» PROBLEM STATEMENT
Scan the following material for the string "Some" and copy each line in which it appears.

» TASK DATA
'''

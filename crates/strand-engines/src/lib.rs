//! Strand Engines Library
//!
//! This crate provides the capability registry and the concrete provider
//! adapters for the Strand orchestration system. Each adapter wraps one
//! provider API behind the common `ProviderAdapter` trait, declaring its
//! capabilities with cost and quality metadata and returning the universal
//! `OperationResult` envelope.
//!
//! # Supported Providers
//!
//! - **OpenAI** - chat completions (generation, structured output,
//!   summarization, sentiment) and Whisper transcription
//! - **Anthropic** - Claude messages API with tool-based structured output
//!   and the specialized analysis capabilities
//! - **Deepgram** - transcription with diarization and dual-channel support
//! - **Redaction** - internal PII detection/redaction service, zero cost
//!
//! # Examples
//!
//! ```rust,no_run
//! use strand_engines::builtin::{register_builtin_providers, ProviderSettings};
//! use strand_engines::registry::CapabilityRegistry;
//! use strand_core::Capability;
//!
//! # fn example() -> anyhow::Result<()> {
//! let registry = CapabilityRegistry::new();
//! let settings = ProviderSettings::default();
//! register_builtin_providers(&registry, &settings)?;
//!
//! let chain = registry.build_fallback_chain(
//!     Capability::Transcription,
//!     Some("deepgram"),
//!     2,
//!     &[],
//!     true,
//! );
//! println!("fallback chain: {chain:?}");
//! # Ok(())
//! # }
//! ```

pub mod anthropic;
mod base;
pub mod builtin;
pub mod deepgram;
pub mod openai;
pub mod redaction;
pub mod registry;

pub use registry::{AdapterConfig, AdapterFactory, CapabilityRegistry, RegistryError};
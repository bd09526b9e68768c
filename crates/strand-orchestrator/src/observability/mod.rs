// crates/strand-orchestrator/src/observability/mod.rs

//! Metrics, tracing, and structured logging for workflow execution.
//!
//! Each component is a no-op shell when constructed disabled, so callers
//! never branch on whether observability is wired up.

pub mod logging;
pub mod metrics;
pub mod trace;

pub use logging::AiLogger;
pub use metrics::AiMetrics;
pub use trace::{AiTracer, PipelineSpan};
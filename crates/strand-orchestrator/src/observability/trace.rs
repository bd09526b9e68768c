// crates/strand-orchestrator/src/observability/trace.rs

//! Tracing spans for pipeline execution.

use rust_decimal::Decimal;
use tracing::{info_span, Span};

/// Span factory for pipeline executions; a no-op shell when disabled.
#[derive(Debug, Clone)]
pub struct AiTracer {
    enabled: bool,
}

impl Default for AiTracer {
    fn default() -> Self {
        Self { enabled: true }
    }
}

impl AiTracer {
    pub fn new() -> Self {
        Self::default()
    }

    pub fn disabled() -> Self {
        Self { enabled: false }
    }

    pub fn is_enabled(&self) -> bool {
        self.enabled
    }

    /// Open a span covering one pipeline execution.
    pub fn pipeline_span(
        &self,
        pipeline_name: &str,
        execution_id: &str,
        tenant_id: Option<&str>,
    ) -> PipelineSpan {
        if !self.enabled {
            return PipelineSpan { span: None };
        }
        let span = info_span!(
            "ai.pipeline",
            pipeline = pipeline_name,
            execution_id = execution_id,
            tenant_id = tenant_id.unwrap_or(""),
            otel.status_code = tracing::field::Empty,
        );
        PipelineSpan { span: Some(span) }
    }
}

/// Guard for a pipeline execution span.
pub struct PipelineSpan {
    span: Option<Span>,
}

impl PipelineSpan {
    pub fn record_success(&self, completed_steps: usize, total_cost_usd: Decimal, duration_ms: f64) {
        if let Some(span) = &self.span {
            span.record("otel.status_code", "OK");
            let _guard = span.enter();
            tracing::info!(
                completed_steps,
                cost_usd = %total_cost_usd,
                duration_ms,
                "pipeline succeeded"
            );
        }
    }

    pub fn record_failure(&self, failed_step: Option<&str>, error: &str) {
        if let Some(span) = &self.span {
            span.record("otel.status_code", "ERROR");
            let _guard = span.enter();
            tracing::warn!(
                failed_step = failed_step.unwrap_or(""),
                error,
                "pipeline failed"
            );
        }
    }
}

#[cfg(test)]
mod tests {
    use super::*;

    #[test]
    fn disabled_tracer_produces_inert_spans() {
        let tracer = AiTracer::disabled();
        let span = tracer.pipeline_span("p", "exec-1", None);
        // Recording on a disabled span must not panic.
        span.record_success(1, Decimal::ZERO, 0.0);
        span.record_failure(Some("s"), "boom");
    }
}
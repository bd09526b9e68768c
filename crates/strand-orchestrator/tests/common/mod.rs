// crates/strand-orchestrator/tests/common/mod.rs

//! Scripted provider adapters for driving the executor in tests.

use std::collections::{HashMap, VecDeque};
use std::sync::atomic::{AtomicU32, Ordering};
use std::sync::{Arc, Mutex};
use std::time::Duration;

use async_trait::async_trait;
use rust_decimal::Decimal;
use serde_json::Value;

use strand_core::types::{
    Capability, CapabilityMetadata, CostUnit, OperationResult, ProviderRegistration, ProviderType,
    QualityTier,
};
use strand_core::ProviderAdapter;
use strand_engines::registry::{AdapterFactory, CapabilityRegistry};
use strand_orchestrator::pipeline::types::ContextData;

#[allow(dead_code)]
#[derive(Debug)]
pub enum Scripted {
    Success {
        data: Value,
        usage: HashMap<String, f64>,
    },
    Failure {
        error: String,
        code: Option<String>,
        retryable: bool,
    },
}

#[allow(dead_code)]
impl Scripted {
    pub fn ok(data: Value) -> Self {
        Scripted::Success {
            data,
            usage: HashMap::new(),
        }
    }

    pub fn ok_with_usage(data: Value, usage: HashMap<String, f64>) -> Self {
        Scripted::Success { data, usage }
    }

    pub fn fail(error: &str, code: &str, retryable: bool) -> Self {
        Scripted::Failure {
            error: error.to_string(),
            code: Some(code.to_string()),
            retryable,
        }
    }
}

/// Adapter that replays a queued script of responses. An exhausted script
/// keeps answering with a plain success.
#[derive(Debug)]
pub struct ScriptedAdapter {
    registration: ProviderRegistration,
    script: Mutex<VecDeque<Scripted>>,
    calls: AtomicU32,
    delay: Option<Duration>,
}

#[allow(dead_code)]
impl ScriptedAdapter {
    pub fn new(registration: ProviderRegistration) -> Arc<Self> {
        Arc::new(Self {
            registration,
            script: Mutex::new(VecDeque::new()),
            calls: AtomicU32::new(0),
            delay: None,
        })
    }

    pub fn slow(registration: ProviderRegistration, delay: Duration) -> Arc<Self> {
        Arc::new(Self {
            registration,
            script: Mutex::new(VecDeque::new()),
            calls: AtomicU32::new(0),
            delay: Some(delay),
        })
    }

    pub fn queue(self: &Arc<Self>, response: Scripted) -> Arc<Self> {
        self.script.lock().unwrap().push_back(response);
        self.clone()
    }

    pub fn calls(&self) -> u32 {
        self.calls.load(Ordering::SeqCst)
    }
}

#[async_trait]
impl ProviderAdapter for ScriptedAdapter {
    fn registration(&self) -> ProviderRegistration {
        self.registration.clone()
    }

    async fn execute(
        &self,
        capability: Capability,
        _input: Value,
        _options: &HashMap<String, Value>,
    ) -> OperationResult {
        self.calls.fetch_add(1, Ordering::SeqCst);
        if let Some(delay) = self.delay {
            tokio::time::sleep(delay).await;
        }

        let next = self.script.lock().unwrap().pop_front();
        match next {
            Some(Scripted::Success { data, usage }) => {
                self.success_result(capability, data, usage, 5.0, None)
            }
            Some(Scripted::Failure {
                error,
                code,
                retryable,
            }) => self.error_result(capability, error, code.as_deref(), retryable, 5.0),
            None => self.success_result(
                capability,
                serde_json::json!({"ok": true}),
                HashMap::new(),
                5.0,
                None,
            ),
        }
    }
}

/// Registration with a single capability at the given priority and price.
#[allow(dead_code)]
pub fn registration(
    name: &str,
    capability: Capability,
    priority: u32,
    cost_per_unit: Decimal,
    cost_unit: CostUnit,
) -> ProviderRegistration {
    ProviderRegistration::new(
        name,
        ProviderType::External,
        vec![CapabilityMetadata::new(capability, name)
            .with_cost(cost_per_unit, cost_unit)
            .with_quality(QualityTier::Standard)
            .with_priority(priority)],
    )
}

/// Register a scripted adapter; the stored factory hands back the shared
/// instance so tests can inspect call counts afterwards.
#[allow(dead_code)]
pub fn register(registry: &CapabilityRegistry, adapter: Arc<ScriptedAdapter>) {
    let shared = adapter.clone();
    let factory: AdapterFactory =
        Arc::new(move |_config| Ok(shared.clone() as Arc<dyn ProviderAdapter>));
    registry.register_provider(adapter.registration(), Some(factory));
}

#[allow(dead_code)]
pub fn duration_usage(seconds: f64) -> HashMap<String, f64> {
    let mut usage = HashMap::new();
    usage.insert("duration_seconds".to_string(), seconds);
    usage
}

#[allow(dead_code)]
pub fn input(pairs: &[(&str, Value)]) -> ContextData {
    pairs
        .iter()
        .map(|(k, v)| (k.to_string(), v.clone()))
        .collect()
}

'''

» SOLUTION FOR THIS TASK
//!     Some("deepgram"),
        PipelineSpan { span: Some(span) }
        if let Some(span) = &self.span {
        if let Some(span) = &self.span {
        span.record_failure(Some("s"), "boom");
            code: Some(code.to_string()),
            delay: Some(delay),
        if let Some(delay) = self.delay {
            Some(Scripted::Success { data, usage }) => {
            Some(Scripted::Failure {
    registry.register_provider(adapter.registration(), Some(factory));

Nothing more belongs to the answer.